Bacterial vaginosis, also referred to as anaerobic vaginosis, is a cause of vaginal discharge but is non-sexually transmitted. It is common with a prevalence of up to 20%. bacterial vaginosis is characterized by an altered vaginal bacterial flora with a preponderance of anaerobic bacteria, such as Mobiluncus spp., Gardnerella vaginalis, Bacteroides spp. and Mycoplasma spp., and an absence of lactobacilli. The etiology of bacterial vaginosis is poorly understood. Although it is related to sexual activity, a sexually transmitted pathogen has not been identified and bacterial vaginosis can occur in women who are not sexually active. There is an association with vaginal douching and the use of IUDs.

bacterial vaginosis may predispose women to postoperative pelvic infection, endometritis after birth or termination of pregnancy, chorioamnionitis, second trimester loss, premature birth and rupture of membranes.

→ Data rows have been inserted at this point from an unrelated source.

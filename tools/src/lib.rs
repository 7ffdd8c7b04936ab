//! Process plumbing shared by the build and run paths.
//!
//! - [`shell`]: picks the command interpreter that runs compiler invocations.
//! - [`process`]: spawns a child, waits for it, and captures its console output.

pub mod process;
pub mod shell;

pub use process::{CapturedOutput, ProcessError, run_executable, run_shell_command};
pub use shell::{DetectedShell, ShellConfig, detect_shell, quote_arg};
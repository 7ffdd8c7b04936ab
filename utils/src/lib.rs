//! Shared infrastructure utilities for kiln.
//!
//! - **`atomic_write`**: Crash-safe file persistence (temp + rename) used when
//!   saving source buffers and project files.

pub mod atomic_write;

pub use atomic_write::{
    AtomicWriteOptions, FileSyncPolicy, ParentDirs, atomic_write, atomic_write_with_options,
};
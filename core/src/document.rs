//! In-memory text buffer with snapshot undo/redo.

use std::mem;

use kiln_types::CursorPos;

/// A text buffer with linear undo/redo history and a dirty flag.
///
/// History entries are full-text snapshots. `set_text` is a hard reset that
/// discards history; `insert_text` is an undoable edit.
#[derive(Debug, Clone, Default)]
pub struct Document {
    text: String,
    undo_stack: Vec<String>,
    redo_stack: Vec<String>,
    dirty: bool,
    /// Byte offset into `text`, always on a char boundary.
    cursor: usize,
}

impl Document {
    #[must_use]
    pub fn new() -> Self {
        Self::default()
    }

    /// A clean document holding `text`, as when a file is loaded from disk.
    #[must_use]
    pub fn from_text(text: impl Into<String>) -> Self {
        Self {
            text: text.into(),
            ..Self::default()
        }
    }

    #[must_use]
    pub fn text(&self) -> &str {
        &self.text
    }

    #[must_use]
    pub fn len(&self) -> usize {
        self.text.len()
    }

    #[must_use]
    pub fn is_empty(&self) -> bool {
        self.text.is_empty()
    }

    #[must_use]
    pub fn is_dirty(&self) -> bool {
        self.dirty
    }

    pub fn mark_clean(&mut self) {
        self.dirty = false;
    }

    #[must_use]
    pub fn can_undo(&self) -> bool {
        !self.undo_stack.is_empty()
    }

    #[must_use]
    pub fn can_redo(&self) -> bool {
        !self.redo_stack.is_empty()
    }

    /// Replace the whole buffer. Clears both history stacks.
    pub fn set_text(&mut self, text: impl Into<String>) {
        self.text = text.into();
        self.undo_stack.clear();
        self.redo_stack.clear();
        self.dirty = true;
        self.cursor = self.clamp_offset(self.cursor);
    }

    /// Splice `s` into the buffer at byte offset `pos`.
    ///
    /// `pos` past the end is clamped to the end; an offset inside a multi-byte
    /// character snaps back to that character's start. Inserting an empty
    /// string records nothing.
    pub fn insert_text(&mut self, pos: usize, s: &str) {
        if s.is_empty() {
            return;
        }
        let pos = self.clamp_offset(pos);

        self.undo_stack.push(self.text.clone());
        self.redo_stack.clear();

        self.text.insert_str(pos, s);
        if pos <= self.cursor {
            self.cursor += s.len();
        }
        self.dirty = true;
    }

    pub fn insert_text_at_cursor(&mut self, s: &str) {
        self.insert_text(self.cursor, s);
    }

    /// Restore the previous snapshot. Returns `false` when there is nothing to undo.
    pub fn undo(&mut self) -> bool {
        let Some(previous) = self.undo_stack.pop() else {
            return false;
        };
        let current = mem::replace(&mut self.text, previous);
        self.redo_stack.push(current);
        self.after_history_move();
        true
    }

    /// Re-apply the most recently undone snapshot. Returns `false` when there is nothing to redo.
    pub fn redo(&mut self) -> bool {
        let Some(next) = self.redo_stack.pop() else {
            return false;
        };
        let current = mem::replace(&mut self.text, next);
        self.undo_stack.push(current);
        self.after_history_move();
        true
    }

    /// Cursor as a byte offset.
    #[must_use]
    pub fn cursor(&self) -> usize {
        self.cursor
    }

    /// Move the cursor. Clamped like [`Document::insert_text`] offsets.
    pub fn set_cursor(&mut self, offset: usize) {
        self.cursor = self.clamp_offset(offset);
    }

    /// 0-indexed line and byte column of the cursor.
    #[must_use]
    pub fn cursor_position(&self) -> CursorPos {
        let before = &self.text.as_bytes()[..self.cursor];
        let line = before.iter().filter(|&&b| b == b'\n').count();
        let line_start = before
            .iter()
            .rposition(|&b| b == b'\n')
            .map_or(0, |nl| nl + 1);
        CursorPos::new(line as u32, (self.cursor - line_start) as u32)
    }

    /// Move the cursor to a 0-indexed line and byte column. A column past the
    /// end of the line stops at the line break; a line past the end stops at
    /// the end of the buffer.
    pub fn set_cursor_position(&mut self, pos: CursorPos) {
        let mut line_start = 0;
        for _ in 0..pos.line {
            match self.text[line_start..].find('\n') {
                Some(nl) => line_start += nl + 1,
                None => {
                    self.cursor = self.text.len();
                    return;
                }
            }
        }
        let line_end = self.text[line_start..]
            .find('\n')
            .map_or(self.text.len(), |nl| line_start + nl);
        let target = (line_start + pos.column as usize).min(line_end);
        self.cursor = self.clamp_offset(target);
    }

    fn after_history_move(&mut self) {
        self.dirty = true;
        self.cursor = self.clamp_offset(self.cursor);
    }

    fn clamp_offset(&self, offset: usize) -> usize {
        let mut offset = offset.min(self.text.len());
        while !self.text.is_char_boundary(offset) {
            offset -= 1;
        }
        offset
    }
}
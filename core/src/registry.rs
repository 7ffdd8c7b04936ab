//! Ordered tab collection addressed by generated ids.
//!
//! Tabs live in an id-keyed arena; display order is a separate list of ids.
//! Holding a [`TabId`] never dangles: a closed tab's id simply stops resolving.

use std::collections::HashMap;

use kiln_types::TabId;

use crate::gateway::{FileGateway, GatewayError};
use crate::tab::EditorTab;

/// Attempts at drawing an unused id before falling back to a counter suffix.
const MAX_ID_ATTEMPTS: usize = 1024;

/// Source of candidate tab ids. Candidates may collide; the registry retries.
pub trait IdSource: Send {
    fn generate(&mut self) -> TabId;
}

/// Random lowercase-hex ids.
#[derive(Debug, Clone)]
pub struct RandomIdSource {
    len: usize,
}

impl RandomIdSource {
    pub const DEFAULT_LEN: usize = 8;

    #[must_use]
    pub fn new(len: usize) -> Self {
        Self { len: len.max(1) }
    }
}

impl Default for RandomIdSource {
    fn default() -> Self {
        Self::new(Self::DEFAULT_LEN)
    }
}

impl IdSource for RandomIdSource {
    fn generate(&mut self) -> TabId {
        let mut id = String::with_capacity(self.len + 16);
        while id.len() < self.len {
            id.push_str(&format!("{:016x}", rand::random::<u64>()));
        }
        id.truncate(self.len);
        TabId::new(id)
    }
}

/// Outcome of [`TabRegistry::save_all`].
#[derive(Debug, Default)]
pub struct SaveReport {
    pub saved: Vec<TabId>,
    pub skipped: Vec<(TabId, GatewayError)>,
}

impl SaveReport {
    #[must_use]
    pub fn all_saved(&self) -> bool {
        self.skipped.is_empty()
    }
}

pub struct TabRegistry {
    tabs: HashMap<TabId, EditorTab>,
    order: Vec<TabId>,
    /// Always a valid index into `order` when `Some`.
    current: Option<usize>,
    ids: Box<dyn IdSource>,
    fallback_counter: u64,
}

impl Default for TabRegistry {
    fn default() -> Self {
        Self::new()
    }
}

impl std::fmt::Debug for TabRegistry {
    fn fmt(&self, f: &mut std::fmt::Formatter<'_>) -> std::fmt::Result {
        f.debug_struct("TabRegistry")
            .field("order", &self.order)
            .field("current", &self.current)
            .finish_non_exhaustive()
    }
}

impl TabRegistry {
    #[must_use]
    pub fn new() -> Self {
        Self::with_id_source(RandomIdSource::default())
    }

    #[must_use]
    pub fn with_id_source(ids: impl IdSource + 'static) -> Self {
        Self {
            tabs: HashMap::new(),
            order: Vec::new(),
            current: None,
            ids: Box::new(ids),
            fallback_counter: 0,
        }
    }

    #[must_use]
    pub fn len(&self) -> usize {
        self.order.len()
    }

    #[must_use]
    pub fn is_empty(&self) -> bool {
        self.order.is_empty()
    }

    /// Ids in display order.
    #[must_use]
    pub fn ids(&self) -> &[TabId] {
        &self.order
    }

    /// Tabs in display order.
    pub fn iter(&self) -> impl Iterator<Item = (&TabId, &EditorTab)> {
        self.order.iter().filter_map(|id| self.tabs.get(id).map(|t| (id, t)))
    }

    /// Append `tab` under a freshly generated id.
    pub fn add_tab(&mut self, tab: EditorTab) -> TabId {
        let id = self.fresh_id();
        tracing::debug!(tab = %id, name = tab.name(), "Tab added");
        self.tabs.insert(id.clone(), tab);
        self.order.push(id.clone());
        id
    }

    fn fresh_id(&mut self) -> TabId {
        for _ in 0..MAX_ID_ATTEMPTS {
            let candidate = self.ids.generate();
            if !self.tabs.contains_key(&candidate) {
                return candidate;
            }
            tracing::trace!(id = %candidate, "Tab id collision, retrying");
        }

        tracing::warn!("Tab id space exhausted, appending counter suffix");
        loop {
            self.fallback_counter += 1;
            let candidate =
                TabId::new(format!("{}-{}", self.ids.generate(), self.fallback_counter));
            if !self.tabs.contains_key(&candidate) {
                return candidate;
            }
        }
    }

    #[must_use]
    pub fn get(&self, id: &TabId) -> Option<&EditorTab> {
        self.tabs.get(id)
    }

    pub fn get_mut(&mut self, id: &TabId) -> Option<&mut EditorTab> {
        self.tabs.get_mut(id)
    }

    #[must_use]
    pub fn index_of(&self, id: &TabId) -> Option<usize> {
        self.order.iter().position(|t| t == id)
    }

    #[must_use]
    pub fn tab_at(&self, index: usize) -> Option<&EditorTab> {
        self.order.get(index).and_then(|id| self.tabs.get(id))
    }

    pub fn tab_at_mut(&mut self, index: usize) -> Option<&mut EditorTab> {
        let id = self.order.get(index)?;
        self.tabs.get_mut(id)
    }

    #[must_use]
    pub fn id_at(&self, index: usize) -> Option<&TabId> {
        self.order.get(index)
    }

    /// Remove the tab at `index`. Out-of-range indexes are ignored.
    ///
    /// The current selection keeps pointing at the same tab when a tab before
    /// it is removed. Closing the current tab selects its right neighbour, or
    /// the new last tab, or nothing when the registry is now empty.
    pub fn close_tab(&mut self, index: usize) -> Option<(TabId, EditorTab)> {
        if index >= self.order.len() {
            return None;
        }
        let id = self.order.remove(index);
        let tab = self.tabs.remove(&id)?;

        self.current = match self.current {
            Some(cur) if index < cur => Some(cur - 1),
            Some(cur) if index == cur => {
                if self.order.is_empty() {
                    None
                } else {
                    Some(cur.min(self.order.len() - 1))
                }
            }
            other => other,
        };

        tracing::debug!(tab = %id, "Tab closed");
        Some((id, tab))
    }

    pub fn close_tab_by_id(&mut self, id: &TabId) -> Option<EditorTab> {
        let index = self.index_of(id)?;
        self.close_tab(index).map(|(_, tab)| tab)
    }

    pub fn close_all(&mut self) {
        self.tabs.clear();
        self.order.clear();
        self.current = None;
    }

    #[must_use]
    pub fn current_index(&self) -> Option<usize> {
        self.current
    }

    /// Select the tab at `index`; an out-of-range index clears the selection.
    pub fn set_current_index(&mut self, index: usize) {
        self.current = (index < self.order.len()).then_some(index);
    }

    pub fn set_current_id(&mut self, id: &TabId) -> bool {
        self.current = self.index_of(id);
        self.current.is_some()
    }

    pub fn clear_selection(&mut self) {
        self.current = None;
    }

    #[must_use]
    pub fn current_id(&self) -> Option<&TabId> {
        self.current.and_then(|i| self.order.get(i))
    }

    #[must_use]
    pub fn current_tab(&self) -> Option<&EditorTab> {
        self.current.and_then(|i| self.tab_at(i))
    }

    pub fn current_tab_mut(&mut self) -> Option<&mut EditorTab> {
        let index = self.current?;
        self.tab_at_mut(index)
    }

    /// Save every tab. A tab that cannot be saved is logged and skipped; the
    /// remaining tabs are still written.
    pub fn save_all(&mut self, gateway: &dyn FileGateway) -> SaveReport {
        let mut report = SaveReport::default();
        for id in &self.order {
            let Some(tab) = self.tabs.get_mut(id) else {
                tracing::warn!(tab = %id, "Tab does not exist");
                continue;
            };
            match tab.save(gateway) {
                Ok(path) => {
                    tracing::debug!(tab = %id, path = %path.display(), "Tab saved");
                    report.saved.push(id.clone());
                }
                Err(e) => {
                    tracing::warn!(tab = %id, name = tab.name(), "Couldn't save tab: {e}");
                    report.skipped.push((id.clone(), e));
                }
            }
        }
        report
    }

    #[must_use]
    pub fn has_unsaved_changes(&self) -> bool {
        self.tabs.values().any(EditorTab::is_dirty)
    }
}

It is also believed to play a role in the pathogenesis of pelvic inflammatory disease.

Vaginal discharge and fishy odor may occur but approximately half of all women with bacterial vaginosis have no symptoms. As bacterial vaginosis does not cause inflammation of the vagina and vulva, a complaint of soreness or pruritis should lead to consideration of coexistent conditions. The clinical findings are malodor and thin, grey, homogenous vaginal discharge.


The diagnosis of bacterial vaginosis is made if three of the following four criteria are present: (1) thin white/grey discharge; (2) vaginal pH > 4.5; (3) positive amine test; and (4) clue cells detected on microscopy of a wet mount or gram stain. Clue cells are vaginal epithelial cells coated in Gram-variable bacilli that have a characteristic appearance on microscopy. Where immediate microscopy is not available, the history, clinical findings and a raised vaginal pH suffice for a presumptive diagnosis. Setting up a culture for Gardnerella vaginalis is not helpful in the diagnosis of bacterial vaginosis.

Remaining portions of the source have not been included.